Pattern
recognition
(HOW TO BUILD
AN EFFICIENT PATTERN RECOGNITION APPLICATION ?)
Keywords
: how to build an efficient pattern recognition application, tutorial,
pattern recognition, vision, image processing, signal processing, data
analysis, multisensors signature, signature, statistics, bayesian
networks, decision trees, eigen vectors discrimination methods,
artificial neural networks, fuzzy logic, fuzzy decision arrays, genetic
classifiers, vector learning machines, expert systems, case based
reasoning, rough data, preprocessing, descriptor, shape descriptor,
fourier descriptor, descriptor extraction, classification,
postprocessing, recognized pattern, qualitative variable with N
modalities, unrecognized pattern, confidence, methodology, AGENDA,
functional description of a pattern recognition system, factors of
variation, filtering factors of variations, agenda graph, unvariant
with, learning data base, tuning data base, test data base, design
plans, eigen vectors, reverse engineering of pattern recognition systems
Written by Gerard
YAHIAOUI and Pierre DA SILVA DIAS, main founders of the applied maths
research company NEXYAD,
© NEXYAD,
all
rights reserved : for
any
question, please CONTACT
Reproduction of partial or complete content of this page is authorized
ONLY if "source
: NEXYAD http://www.nexyad.com"
is clearly
mentionned.
This
tutorial was written for
students or engineers that wish to understand main hypothesis, ideas,
and methodologies
of pattern recognition applications.
Vocabulary
Pattern
recognition is a field of application for many applied maths methods
such as statistics, bayesian networks, decision trees, eigen vector
based discrimination methods ("classical data analysis"), artificial
neural networks, fuzzy decision arrays, genetic classifiers, vector
learning machines, expert systems, case based reasoning, ...
It may also be applied to "shapes" that are defined in many ways :
- images : example : optical characters recognition (OCR)
- signals : example : speech recognition
- data : example : answers to a questionnary
- multisensors signatures : example : biometric applications
These several physical sources of data/signals/images make
"preprocessings" come from many applied maths techniques such as
vision/image processing, signal processing, data analysis, ...

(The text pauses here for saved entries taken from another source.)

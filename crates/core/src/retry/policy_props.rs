//! Property-based tests for backoff delays.

use std::time::Duration;

use proptest::prelude::*;
use rand::SeedableRng;
use rand::rngs::StdRng;

use super::policy::RetryPolicy;

fn policy_strategy() -> impl Strategy<Value = RetryPolicy> {
    (1u32..10, 0u64..5_000, 0u64..120_000, 1u32..5).prop_map(
        |(max_attempts, base_ms, max_ms, multiplier)| {
            RetryPolicy::new(
                max_attempts,
                Duration::from_millis(base_ms),
                Duration::from_millis(max_ms),
                multiplier,
            )
        },
    )
}

proptest! {
    #![proptest_config(ProptestConfig::with_cases(200))]

    /// A jittered delay never exceeds the cap plus ten percent.
    #[test]
    fn prop_delay_bounded_by_cap(
        policy in policy_strategy(),
        attempt in 1u32..64,
        seed in any::<u64>(),
    ) {
        let mut rng = StdRng::seed_from_u64(seed);
        let delay = policy.delay_with_jitter(attempt, &mut rng);
        let ceiling = policy.max_delay + policy.max_delay / 10;
        prop_assert!(delay <= ceiling, "{delay:?} exceeds {ceiling:?}");
    }

    /// The pre-jitter delay never shrinks as attempts grow.
    #[test]
    fn prop_delay_non_decreasing(policy in policy_strategy(), attempt in 1u32..63) {
        prop_assert!(policy.backoff_delay(attempt) <= policy.backoff_delay(attempt + 1));
    }

    /// Jitter only ever adds to the computed delay.
    #[test]
    fn prop_jitter_never_subtracts(
        policy in policy_strategy(),
        attempt in 1u32..64,
        seed in any::<u64>(),
    ) {
        let mut rng = StdRng::seed_from_u64(seed);
        prop_assert!(policy.delay_with_jitter(attempt, &mut rng) >= policy.backoff_delay(attempt));
    }
}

Because every applied maths domain has its own
vocabulary, it is
important that we choose a vocabulary for pattern recognition that will
not be influenced by the techniques. We also have to give a clear
definition of 'pattern recognition'. Even if some readers may disagree
with our definitions, they will be usefull for our purpose : giving a
very short description of main difficulties, methodologies, and tricks
not to stay trapped in.
We will consider that a pattern recognition system can be described
with the following regular synoptic :
Rough data / rough signals / rough
images directly come from sensors or
measurement systems.
Preprocessing elements are :
- transforms (ex : Fourier
Transform)
- normalisations
- denoising
- ...
Descriptors extraction system builds a "signature" from preprocessed
and/or rough data. The "signature" is a set of data that are supposed
to contain useful and "easy to use" information for classification.
Elements of the signature may be :
- shape parameters (ex : Fourier descriptors, shape descriptors,
...),
- a selected part of preprocessed and/or rough data,
- scores (from scoring methods),
- ...
Classification system takes a set of descriptors and/or rough data and
evaluates which "class" it should belong to.
One also could say that the output of the Classification system is a
qualitative variable with N modalities. Every modality of this variable
is called a "class".
There are many Classification techniques such as :
-
classical statistics based methods,
- bayesian networks,
- decision trees,
- eigen vectors based discrimination methods,
- artificial neural networks,
- fuzzy decision arrays,
- genetic classifiers,
- vector learning machines,
- expert systems,
- case based reasoning, ...
-
...
Some classification techniques can tune automatically their parameters
in
order to optimize their performance on a sample of data (we will talk
about "supervised learning", even if classical data analysis
techniques, for instance, never use such a vocabulary).
Some classification techniques may use the knowledge of experts. We
will talk about knowledge based systems.
Postprocessing system allows :
- to estimate the confidence of the classification
- to re evaluate the class taking into account the risk attached
to misclassification
- to add a class number (N+1) that says "unrecognized"
The most frequently asked question is "how to build an efficient
pattern recognition system ?".
Because the "heart" of such a recognition pattern system is the
"classification" system, one often considers that the first task is to
choose a classification technique : "should i use neural networks ?
Bayesian networks, ...".
This is the wrong way.
The first task is to choose a global architecture : if one uses heavy
preprocessings and smart descriptors extractions, classification may
become easier. On the opposite, classification from rough data may need
to choose a powerful classification technique. The balance between
preprocessings, descriptors extraction, and classification complexity
is the first point to check. There doesn't exist a unique solution :
many solutions may lead to acceptable results.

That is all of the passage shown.